I couldn't wait to get the Equinox 800 to Arizona for some gold prospecting especially since the area in Colorado where I live is frozen pretty solid. 

The first site I hunted was in the Little San Domingo Wash area which has been pounded by lots of people for over a hundred years. I used the Nox 800 exclusively in Gold 2 with the 6" coil due to an abundance of human metallic trash, with sensitivity at 15 to 16 (falsed over those settings) with -9 to -4 discriminated out, iron bias 3 or 4, recovery speed 4. Hot rocks were hitting in the -9 to -6 range and also sometimes in the 12 to 14 range with the classic boing sound just at the edges of the coil and almost nulling in the center. I dug every detected metallic target in roughly a 30'x40' area. Iron targets were consistently in the -9 to +16 range depending on depth, size and amount of oxidation.  Many of them jumped that whole range depending on direction of swing. When I was not using the horseshoe (all targets accepted mode) the iron targets would have very brittle, broken, clipped sounding audio and would be easy to identify just by sound alone. 100% of the time I checked those targets by pressing the horseshoe button and iron was suggested with -4 to -9 numbers included in the very jumpy target IDs. After digging each of these targets, (60 or so) iron was confirmed. I detected 19 non ferrous targets which all turned out to be lead, brass, aluminum or steel bird shot. Small lead, aluminum and shot gave beautiful evenly rounded tones and target IDs in the -1 to 4 range which were very steady and repeatable even after checking the target from a different direction. Larger lead and shell casings came in between 8 and 20 consistently with even, repeatable tones and solid numbers.

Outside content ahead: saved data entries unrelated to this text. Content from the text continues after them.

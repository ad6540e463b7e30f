//! Piece-square tables.
//!
//! Each table is written from White's point of view with row 0 being the far
//! (promotion) row. Black pieces read the same tables mirrored vertically.

use crate::board::{Color, Piece, PieceKind};

type Table = [[i32; 8]; 8];

#[rustfmt::skip]
const PAWN: Table = [
    [  0,   0,   0,   0,   0,   0,   0,   0],
    [ 50,  50,  50,  50,  50,  50,  50,  50],
    [ 10,  10,  20,  30,  30,  20,  10,  10],
    [  5,   5,  10,  25,  25,  10,   5,   5],
    [  0,   0,   0,  20,  20,   0,   0,   0],
    [  5,  -5, -10,   0,   0, -10,  -5,   5],
    [  5,  10,  10, -20, -20,  10,  10,   5],
    [  0,   0,   0,   0,   0,   0,   0,   0],
];

#[rustfmt::skip]
const KNIGHT: Table = [
    [-50, -40, -30, -30, -30, -30, -40, -50],
    [-40, -20,   0,   0,   0,   0, -20, -40],
    [-30,   0,  10,  15,  15,  10,   0, -30],
    [-30,   5,  15,  20,  20,  15,   5, -30],
    [-30,   0,  15,  20,  20,  15,   0, -30],
    [-30,   5,  10,  15,  15,  10,   5, -30],
    [-40, -20,   0,   5,   5,   0, -20, -40],
    [-50, -40, -30, -30, -30, -30, -40, -50],
];

#[rustfmt::skip]
const BISHOP: Table = [
    [-20, -10, -10, -10, -10, -10, -10, -20],
    [-10,   0,   0,   0,   0,   0,   0, -10],
    [-10,   0,   5,  10,  10,   5,   0, -10],
    [-10,   5,   5,  10,  10,   5,   5, -10],
    [-10,   0,  10,  10,  10,  10,   0, -10],
    [-10,  10,  10,  10,  10,  10,  10, -10],
    [-10,   5,   0,   0,   0,   0,   5, -10],
    [-20, -10, -10, -10, -10, -10, -10, -20],
];

#[rustfmt::skip]
const ROOK: Table = [
    [  0,   0,   0,   0,   0,   0,   0,   0],
    [  5,  10,  10,  10,  10,  10,  10,   5],
    [ -5,   0,   0,   0,   0,   0,   0,  -5],
    [ -5,   0,   0,   0,   0,   0,   0,  -5],
    [ -5,   0,   0,   0,   0,   0,   0,  -5],
    [ -5,   0,   0,   0,   0,   0,   0,  -5],
    [ -5,   0,   0,   0,   0,   0,   0,  -5],
    [  0,   0,   0,   5,   5,   0,   0,   0],
];

#[rustfmt::skip]
const QUEEN: Table = [
    [-20, -10, -10,  -5,  -5, -10, -10, -20],
    [-10,   0,   0,   0,   0,   0,   0, -10],
    [-10,   0,   5,   5,   5,   5,   0, -10],
    [ -5,   0,   5,   5,   5,   5,   0,  -5],
    [  0,   0,   5,   5,   5,   5,   0,  -5],
    [-10,   5,   5,   5,   5,   5,   0, -10],
    [-10,   0,   5,   0,   0,   0,   0, -10],
    [-20, -10, -10,  -5,  -5, -10, -10, -20],
];

#[rustfmt::skip]
const KING: Table = [
    [-30, -40, -40, -50, -50, -40, -40, -30],
    [-30, -40, -40, -50, -50, -40, -40, -30],
    [-30, -40, -40, -50, -50, -40, -40, -30],
    [-30, -40, -40, -50, -50, -40, -40, -30],
    [-20, -30, -30, -40, -40, -30, -30, -20],
    [-10, -20, -20, -20, -20, -20, -20, -10],
    [ 20,  20,   0,   0,   0,   0,  20,  20],
    [ 20,  30,  10,   0,   0,  10,  30,  20],
];

const fn table(kind: PieceKind) -> &'static Table {
    match kind {
        PieceKind::Pawn => &PAWN,
        PieceKind::Knight => &KNIGHT,
        PieceKind::Bishop => &BISHOP,
        PieceKind::Rook => &ROOK,
        PieceKind::Queen => &QUEEN,
        PieceKind::King => &KING,
    }
}

/// Positional bonus for `piece` on its current square, from its owner's view.
#[inline]
pub(crate) fn square_bonus(piece: &Piece) -> i32 {
    let row = match piece.color {
        Color::White => piece.square.row(),
        Color::Black => 7 - piece.square.row(),
    };
    table(piece.kind)[row][piece.square.col()]
}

The two nuggets pictured were both found near other targets, which is probably why they were missed. The .5 gram nugget was 4" deep with an iron target about 2" away and above the nugget. I never heard the iron initially. I only heard the classic zip-zip with a solid 3 target ID. When the horseshoe button was engaged I could hear and see target ID evidence of the iron target too. The two targets were clearly and separately defined and easy to identify as ferrous and non-ferrous. I was really exited to find that small nugget attached to caliche in that situation!  The 4.5 gram nugget was 5" down, up against a large piece of hot volcanic tuft/basalt bedrock. The Nox 800 gave soft boings on the bedrock in several places near the nugget but the nugget screamed out a fantastic round signal at a rock solid 14. I thought it was going to be a 38 cal. or bigger slug. I was really surprised when I saw that first bit of gold peaking through the dirt!!!!! I lucked out on one other tiny picker at this location too during final clean up with the XP Deus.

I also got to detect near Stanton on some placer/pegmatite deposits with tons of hot and cold rocks, huge prickly pear cactus and my least favorite----cat's claw bushes=OUCH. I completely shredded a virtually new pair of gloves on those things along with my hands too. I didn't find any gold with either my GPX 4800, XP Deus or the Nox 800. The GPX 4800 is one deep machine and hunted beautifully in this rugged area. I dug several up to 1 foot deep, less than coin sized lead, iron and tin targets that could have easily been gold with a NF Sadie and stock 11" mono coils. Any thing bigger was just not very practical since this was a boulder strewn, thorny area with very little open ground. The Deus with 9" HF coil at 54kHz handled the hot and cold rocks fairly well and was reasonably quiet in Gold Field. It always gave excellent audio responses to detectable targets and gave a predictable horizontal XY graph line for buried iron targets and very angular zig zags on near surface iron. Lead targets had more of a rounded, almost cursive writing indication on the XY graph which looks a lot like gold responses. The Nox 800 with 6" coil in Gold 2 again gave very clear indications of what to expect from the targets under the coil and after digging, those indications were confirmed every time with no surprises. There was some nasty hot magnetic schist, cold ironstone and unbelievable amounts of magnetite which sometimes confused the Deus and especially the GPX 4800. The Nox dealt with them very consistently with the magnetite giving iron signals, the magnetic schist reading in the 12 to 14 range and the cold ironstone high pitched VCO screaming at 39.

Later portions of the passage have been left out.